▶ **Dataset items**
★ ★ ★

//! Gzip container (RFC 1952): header parsing and trailer validation.

use std::io::{self, Read};

use crate::error::{Context, ErrorKind, ExtractError, Result};

pub const GZIP_MAGIC: [u8; 2] = [0x1F, 0x8B];

const METHOD_DEFLATE: u8 = 8;

const FLAG_TEXT: u8 = 0b0000_0001;
const FLAG_HCRC: u8 = 0b0000_0010;
const FLAG_EXTRA: u8 = 0b0000_0100;
const FLAG_NAME: u8 = 0b0000_1000;
const FLAG_COMMENT: u8 = 0b0001_0000;
const FLAG_RESERVED: u8 = 0b1110_0000;

/// Bound on NAME/COMMENT field length (and EXTRA field length) to resist a
/// malicious archive inflating header parsing memory. See SPEC_FULL.md §4.2.
const MAX_HEADER_FIELD_LEN: usize = 16 * 1024;

fn read_exact(source: &mut impl Read, buf: &mut [u8], context: &Context) -> Result<()> {
    source.read_exact(buf).map_err(|e| {
        let kind = if e.kind() == io::ErrorKind::UnexpectedEof {
            ErrorKind::IncompleteArchive
        } else {
            ErrorKind::ReadError
        };
        ExtractError::io(kind, context.clone(), e)
    })
}

fn read_u8(source: &mut impl Read, context: &Context) -> Result<u8> {
    let mut b = [0u8; 1];
    read_exact(source, &mut b, context)?;
    Ok(b[0])
}

/// Reads a NUL-terminated field (NAME or COMMENT), one byte at a time, and
/// discards it — only its termination matters to header parsing. Fails with
/// [`ErrorKind::InvalidFormat`] if the field exceeds [`MAX_HEADER_FIELD_LEN`]
/// without terminating.
fn skip_nul_terminated(source: &mut impl Read, context: &Context) -> Result<()> {
    for _ in 0..MAX_HEADER_FIELD_LEN {
        let byte = read_u8(source, context)?;
        if byte == 0 {
            return Ok(());
        }
    }
    Err(ExtractError::format(
        ErrorKind::InvalidFormat,
        context.clone(),
        "gzip NAME/COMMENT field exceeds maximum length without a NUL terminator",
    ))
}

/// Parses and validates a gzip header, leaving `source` positioned at the
/// start of the DEFLATE body. The 2-byte magic is read as part of this call.
pub fn parse_header(source: &mut impl Read, context: &Context) -> Result<()> {
    let mut magic = [0u8; 2];
    read_exact(source, &mut magic, context)?;
    if magic != GZIP_MAGIC {
        return Err(ExtractError::format(
            ErrorKind::InvalidGzipMagic,
            context.clone(),
            format!("expected gzip magic 1F8B, found {magic:02X?}"),
        ));
    }

    let method = read_u8(source, context)?;
    if method != METHOD_DEFLATE {
        return Err(ExtractError::format(
            ErrorKind::UnsupportedCompressionMethod,
            context.clone(),
            format!("gzip compression method {method} is not supported (only DEFLATE=8)"),
        ));
    }

    let flags = read_u8(source, context)?;
    if flags & FLAG_RESERVED != 0 {
        return Err(ExtractError::format(
            ErrorKind::InvalidFormat,
            context.clone(),
            "reserved gzip flag bits must be zero",
        ));
    }

    // MTIME (4) + XFL (1) + OS (1).
    let mut rest = [0u8; 6];
    read_exact(source, &mut rest, context)?;

    if flags & FLAG_EXTRA != 0 {
        let mut len_bytes = [0u8; 2];
        read_exact(source, &mut len_bytes, context)?;
        let len = u16::from_le_bytes(len_bytes) as usize;
        if len > MAX_HEADER_FIELD_LEN {
            return Err(ExtractError::format(
                ErrorKind::InvalidFormat,
                context.clone(),
                "gzip EXTRA field exceeds maximum length",
            ));
        }
        let mut discard = vec![0u8; len];
        read_exact(source, &mut discard, context)?;
    }

    if flags & FLAG_NAME != 0 {
        skip_nul_terminated(source, context)?;
    }

    if flags & FLAG_COMMENT != 0 {
        skip_nul_terminated(source, context)?;
    }

    if flags & FLAG_HCRC != 0 {
        let mut hcrc = [0u8; 2];
        read_exact(source, &mut hcrc, context)?;
    }

    let _ = flags & FLAG_TEXT; // informational only, no behavioural effect

    Ok(())
}

/// Reads the 8-byte gzip trailer (CRC-32 LE, ISIZE LE) — the first
/// `leftover` bytes come from the decompressor's input-staging buffer, the
/// rest is read directly from `source` — and validates both fields.
pub fn verify_trailer(
    leftover: &[u8],
    source: &mut impl Read,
    actual_crc: u32,
    actual_len: u64,
    context: &Context,
) -> Result<()> {
    let mut trailer = [0u8; 8];
    let from_leftover = leftover.len().min(8);
    trailer[..from_leftover].copy_from_slice(&leftover[..from_leftover]);
    if from_leftover < 8 {
        read_exact(source, &mut trailer[from_leftover..], context)?;
    }

    let expected_crc = u32::from_le_bytes(trailer[0..4].try_into().unwrap());
    let expected_isize = u32::from_le_bytes(trailer[4..8].try_into().unwrap());
    let actual_isize = (actual_len % (1u64 << 32)) as u32;

    if expected_crc != actual_crc || expected_isize != actual_isize {
        return Err(ExtractError::format(
            ErrorKind::ChecksumMismatch,
            context.clone(),
            format!(
                "gzip trailer mismatch: crc expected {expected_crc:08X} got {actual_crc:08X}, \
                 isize expected {expected_isize} got {actual_isize}"
            ),
        ));
    }

    Ok(())
}

#[cfg(test)]
mod tests {
    use super::*;

    #[test]
    fn rejects_wrong_magic() {
        let data = [0x1Fu8, 0x8Cu8, 8, 0, 0, 0, 0, 0, 0, 0];
        let err = parse_header(&mut &data[..], &Context::new()).unwrap_err();
        assert_eq!(err.kind(), ErrorKind::InvalidGzipMagic);
    }

    #[test]
    fn rejects_unsupported_method() {
        let data = [0x1Fu8, 0x8Bu8, 9, 0, 0, 0, 0, 0, 0, 0];
        let err = parse_header(&mut &data[..], &Context::new()).unwrap_err();
        assert_eq!(err.kind(), ErrorKind::UnsupportedCompressionMethod);
    }

    #[test]
    fn rejects_reserved_flag_bits() {
        let data = [0x1Fu8, 0x8Bu8, 8, 0b0010_0000, 0, 0, 0, 0, 0, 0];
        let err = parse_header(&mut &data[..], &Context::new()).unwrap_err();
        assert_eq!(err.kind(), ErrorKind::InvalidFormat);
    }

    #[test]
    fn parses_minimal_header() {
        let data = [0x1Fu8, 0x8Bu8, 8, 0, 0, 0, 0, 0, 0, 0];
        parse_header(&mut &data[..], &Context::new()).unwrap();
    }
}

★ ★ ★

▶ **Activity**
Look above for the line that contains "fn read_exact(source: &mut". Starting there, transcribe every line exactly until you have copied the line that contains "a time, and".

▶ **Your solution**
fn read_exact(source: &mut impl Read, buf: &mut [u8], context: &Context) -> Result<()> {
    source.read_exact(buf).map_err(|e| {
        let kind = if e.kind() == io::ErrorKind::UnexpectedEof {
            ErrorKind::IncompleteArchive
        } else {
            ErrorKind::ReadError
        };
        ExtractError::io(kind, context.clone(), e)
    })
}

fn read_u8(source: &mut impl Read, context: &Context) -> Result<u8> {
    let mut b = [0u8; 1];
    read_exact(source, &mut b, context)?;
    Ok(b[0])
}

/// Reads a NUL-terminated field (NAME or COMMENT), one byte at a time, and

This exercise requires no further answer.